_ASSIGNMENT:_ Report every line of the records below that includes the string "struct".

_RECORDS PROVIDED:_
//! Platform strategies
//!
//! One strategy per execution substrate. A strategy names resources,
//! classifies services into handler types, validates credentials and builds
//! the platform-specific part of a handler context. It registers its handlers
//! exactly once, when it joins a [`PlatformSet`].
//!
//! Log collection and liveness probing are optional capabilities exposed
//! through [`PlatformStrategy::as_log_collector`] and
//! [`PlatformStrategy::as_liveness_probe`].

pub mod aws;
pub mod container;
pub mod external;
pub mod mock;
pub mod posix;

pub use aws::AwsStrategy;
pub use container::ContainerStrategy;
pub use external::ExternalStrategy;
pub use mock::{MockCall, MockStrategy};
pub use posix::PosixStrategy;

use crate::{
    ContextExtensions, Error, HandlerRegistry, HandlerRegistryBuilder, LogEntry, PlatformKind,
    Result, Service, ServiceType,
};
use async_trait::async_trait;
use chrono::{DateTime, Utc};
use smol::Timer;
use smol::future::FutureExt;
use std::collections::HashMap;
use std::path::PathBuf;
use std::sync::Arc;
use std::time::Duration;
use tracing::{debug, warn};

/// Outcome of a credential check; never an error
#[derive(Debug, Clone, PartialEq, Eq)]
pub struct CredentialStatus {
    /// Whether the platform can be used
    pub valid: bool,
    /// What went wrong
    pub error: Option<String>,
    /// How to fix it
    pub remediation: Option<String>,
}

impl CredentialStatus {
    /// Credentials are usable
    pub fn valid() -> Self {
        Self {
            valid: true,
            error: None,
            remediation: None,
        }
    }

    /// Credentials are not usable
    pub fn invalid(error: impl Into<String>, remediation: impl Into<String>) -> Self {
        Self {
            valid: false,
            error: Some(error.into()),
            remediation: Some(remediation.into()),
        }
    }
}

/// Options for log collection
#[derive(Debug, Clone, PartialEq, Eq)]
pub struct LogOptions {
    /// Maximum number of lines, newest last
    pub tail: usize,
    /// Only entries after this instant
    pub since: Option<DateTime<Utc>>,
}

impl Default for LogOptions {
    fn default() -> Self {
        Self {
            tail: crate::DEFAULT_LOG_TAIL,
            since: None,
        }
    }
}

/// What a liveness probe gets to look at
#[derive(Debug, Clone, PartialEq, Eq)]
pub struct ServiceStateSnapshot {
    /// Service name
    pub name: String,
    /// Environment name
    pub environment: String,
    /// Deterministic resource name
    pub resource_name: String,
    /// Substrate id: container id, pid
    pub id: Option<String>,
    /// Reachable endpoint
    pub endpoint: Option<String>,
}

impl ServiceStateSnapshot {
    /// Snapshot of a service under a strategy's naming
    pub fn of(strategy: &dyn PlatformStrategy, service: &Service) -> Self {
        Self {
            name: service.name.clone(),
            environment: service.environment.clone(),
            resource_name: strategy.resource_name(service),
            id: None,
            endpoint: None,
        }
    }
}

/// `<prefix>-<service>-<environment>`
pub fn resource_name(prefix: &str, service: &str, environment: &str) -> String {
    format!("{}-{}-{}", prefix, service, environment)
}

/// Execution-substrate strategy
#[async_trait]
pub trait PlatformStrategy: Send + Sync {
    /// Platform this strategy serves
    fn platform(&self) -> PlatformKind;

    /// Human-readable platform name
    fn platform_name(&self) -> &'static str {
        self.platform().as_str()
    }

    /// Prefix of every resource name
    fn resource_prefix(&self) -> &str;

    /// Deterministic name of the resource backing a service
    fn resource_name(&self, service: &Service) -> String {
        resource_name(self.resource_prefix(), &service.name, &service.environment)
    }

    /// Handler type used for dispatch
    fn determine_service_type(&self, service: &Service) -> ServiceType {
        service.service_type()
    }

    /// Platform-specific additions to the handler context
    ///
    /// Only performs live discovery when `requires_discovery` is set. A
    /// discovery failure is recorded in
    /// [`ContextExtensions::discovery_error`] rather than raised.
    async fn build_context_extensions(
        &self,
        service: &Service,
        _requires_discovery: bool,
    ) -> ContextExtensions {
        ContextExtensions::named(self.resource_name(service))
    }

    /// Check that the platform is usable for an environment
    async fn validate_credentials(&self, environment: &str) -> CredentialStatus;

    /// Add this platform's handlers to the registry
    fn register_handlers(&self, builder: &mut HandlerRegistryBuilder);

    /// Log collection capability
    fn as_log_collector(&self) -> Option<&dyn LogCollector> {
        None
    }

    /// Liveness capability
    fn as_liveness_probe(&self) -> Option<&dyn LivenessProbe> {
        None
    }
}

/// Optional capability: fetch recent logs
#[async_trait]
pub trait LogCollector: Send + Sync {
    /// `None` when logs are unavailable, an empty vector when there are none
    async fn collect_logs(&self, service: &Service, options: &LogOptions) -> Option<Vec<LogEntry>>;
}

/// Optional capability: cheap running check
#[async_trait]
pub trait LivenessProbe: Send + Sync {
    /// Whether the service appears to be running
    async fn quick_check_running(&self, state: &ServiceStateSnapshot) -> bool;
}

/// Liveness through a strategy, `false` when it cannot tell
pub async fn quick_check_running(
    strategy: &dyn PlatformStrategy,
    state: &ServiceStateSnapshot,
) -> bool {
    match strategy.as_liveness_probe() {
        Some(probe) => probe.quick_check_running(state).await,
        None => false,
    }
}

/// Logs through a strategy, `None` when it cannot collect them
pub async fn collect_logs(
    strategy: &dyn PlatformStrategy,
    service: &Service,
    options: &LogOptions,
) -> Option<Vec<LogEntry>> {
    match strategy.as_log_collector() {
        Some(collector) => collector.collect_logs(service, options).await,
        None => None,
    }
}

/// Whether a TCP connection to `address` succeeds within `timeout`
pub async fn tcp_reachable(address: &str, timeout: Duration) -> bool {
    let connect = async { async_net::TcpStream::connect(address).await.is_ok() };
    connect
        .or(async {
            Timer::after(timeout).await;
            false
        })
        .await
}

/// The strategies available to one invocation plus their handler registry
pub struct PlatformSet {
    strategies: HashMap<PlatformKind, Arc<dyn PlatformStrategy>>,
    registry: HandlerRegistry,
}

impl PlatformSet {
    /// Start assembling a set
    pub fn builder() -> PlatformSetBuilder {
        PlatformSetBuilder::default()
    }

    /// Every built-in strategy
    ///
    /// Resources are prefixed with `project`; the posix strategy keeps its
    /// pid and log files under `state_dir`.
    pub fn with_defaults(project: &str, state_dir: PathBuf) -> Self {
        Self::builder()
            .with_strategy(AwsStrategy::new(project))
            .with_strategy(ContainerStrategy::new(project))
            .with_strategy(PosixStrategy::new(project, state_dir))
            .with_strategy(ExternalStrategy::new(project))
            .with_strategy(MockStrategy::new(project))
            .build()
    }

    /// Strategy for a platform
    pub fn strategy(&self, platform: PlatformKind) -> Result<Arc<dyn PlatformStrategy>> {
        self.strategies
            .get(&platform)
            .cloned()
            .ok_or(Error::PlatformUnavailable(platform))
    }

    /// Handler registry
    pub fn registry(&self) -> &HandlerRegistry {
        &self.registry
    }

    /// Registered platforms
    pub fn platforms(&self) -> Vec<PlatformKind> {
        let mut platforms: Vec<_> = self.strategies.keys().copied().collect();
        platforms.sort();
        platforms
    }
}

/// Builder for [`PlatformSet`]
#[derive(Default)]
pub struct PlatformSetBuilder {
    strategies: HashMap<PlatformKind, Arc<dyn PlatformStrategy>>,
    registry: HandlerRegistryBuilder,
}

impl PlatformSetBuilder {
    /// Add a strategy and register its handlers
    pub fn with_strategy(self, strategy: impl PlatformStrategy + 'static) -> Self {
        self.with_shared_strategy(Arc::new(strategy))
    }

    /// Add an already shared strategy and register its handlers
    pub fn with_shared_strategy(mut self, strategy: Arc<dyn PlatformStrategy>) -> Self {
        let platform = strategy.platform();
        debug!("Registering handlers for platform '{}'", platform);
        strategy.register_handlers(&mut self.registry);
        if self.strategies.insert(platform, strategy).is_some() {
            warn!("Replacing strategy for platform '{}'", platform);
        }
        self
    }

    /// Freeze the set
    pub fn build(self) -> PlatformSet {
        PlatformSet {
            strategies: self.strategies,
            registry: self.registry.build(),
        }
    }
}

#[cfg(test)]
mod tests {
    use super::*;
    use crate::{CommandKind, ServiceConfig};

    struct Bare;

    #[async_trait]
    impl PlatformStrategy for Bare {
        fn platform(&self) -> PlatformKind {
            PlatformKind::External
        }

        fn resource_prefix(&self) -> &str {
            "bare"
        }

        async fn validate_credentials(&self, _environment: &str) -> CredentialStatus {
            CredentialStatus::valid()
        }

        fn register_handlers(&self, _builder: &mut HandlerRegistryBuilder) {}
    }

    #[test]
    fn test_resource_name_is_stable_and_input_sensitive() {
        let strategy = Bare;
        let api = Service::new("api", "staging", ServiceConfig::default());
        assert_eq!(strategy.resource_name(&api), "bare-api-staging");
        assert_eq!(strategy.resource_name(&api), strategy.resource_name(&api));

        let other_env = Service::new("api", "prod", ServiceConfig::default());
        let other_name = Service::new("web", "staging", ServiceConfig::default());
        assert_ne!(strategy.resource_name(&api), strategy.resource_name(&other_env));
        assert_ne!(strategy.resource_name(&api), strategy.resource_name(&other_name));
    }

    #[smol_potat::test]
    async fn test_missing_capabilities_default_to_unknown() {
        let strategy = Bare;
        let service = Service::new("api", "staging", ServiceConfig::default());
        let snapshot = ServiceStateSnapshot::of(&strategy, &service);

        assert!(!quick_check_running(&strategy, &snapshot).await);
        assert!(collect_logs(&strategy, &service, &LogOptions::default()).await.is_none());
    }

    #[test]
    fn test_platform_set_registers_handlers_once() {
        let set = PlatformSet::builder().with_strategy(MockStrategy::new("acme")).build();
        assert!(set.strategy(PlatformKind::Mock).is_ok());
        assert!(matches!(
            set.strategy(PlatformKind::Aws).err(),
            Some(Error::PlatformUnavailable(PlatformKind::Aws))
        ));
        assert!(set.registry().supports(
            CommandKind::Start,
            PlatformKind::Mock,
            ServiceType::Backend
        ));
    }

    #[smol_potat::test]
    async fn test_tcp_reachable() {
        let listener = async_net::TcpListener::bind("127.0.0.1:0").await.unwrap();
        let address = listener.local_addr().unwrap().to_string();
        assert!(tcp_reachable(&address, Duration::from_secs(2)).await);

        drop(listener);
        assert!(!tcp_reachable(&address, Duration::from_secs(2)).await);
    }

    #[test]
    fn test_defaults_cover_every_platform() {
        let dir = tempfile::tempdir().unwrap();
        let set = PlatformSet::with_defaults("acme", dir.path().to_path_buf());
        assert_eq!(set.platforms(), PlatformKind::ALL.to_vec());
    }
}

_YOUR SOLUTION:_
pub struct CredentialStatus {
pub struct LogOptions {
pub struct ServiceStateSnapshot {
pub struct PlatformSet {
pub struct PlatformSetBuilder {
    struct Bare;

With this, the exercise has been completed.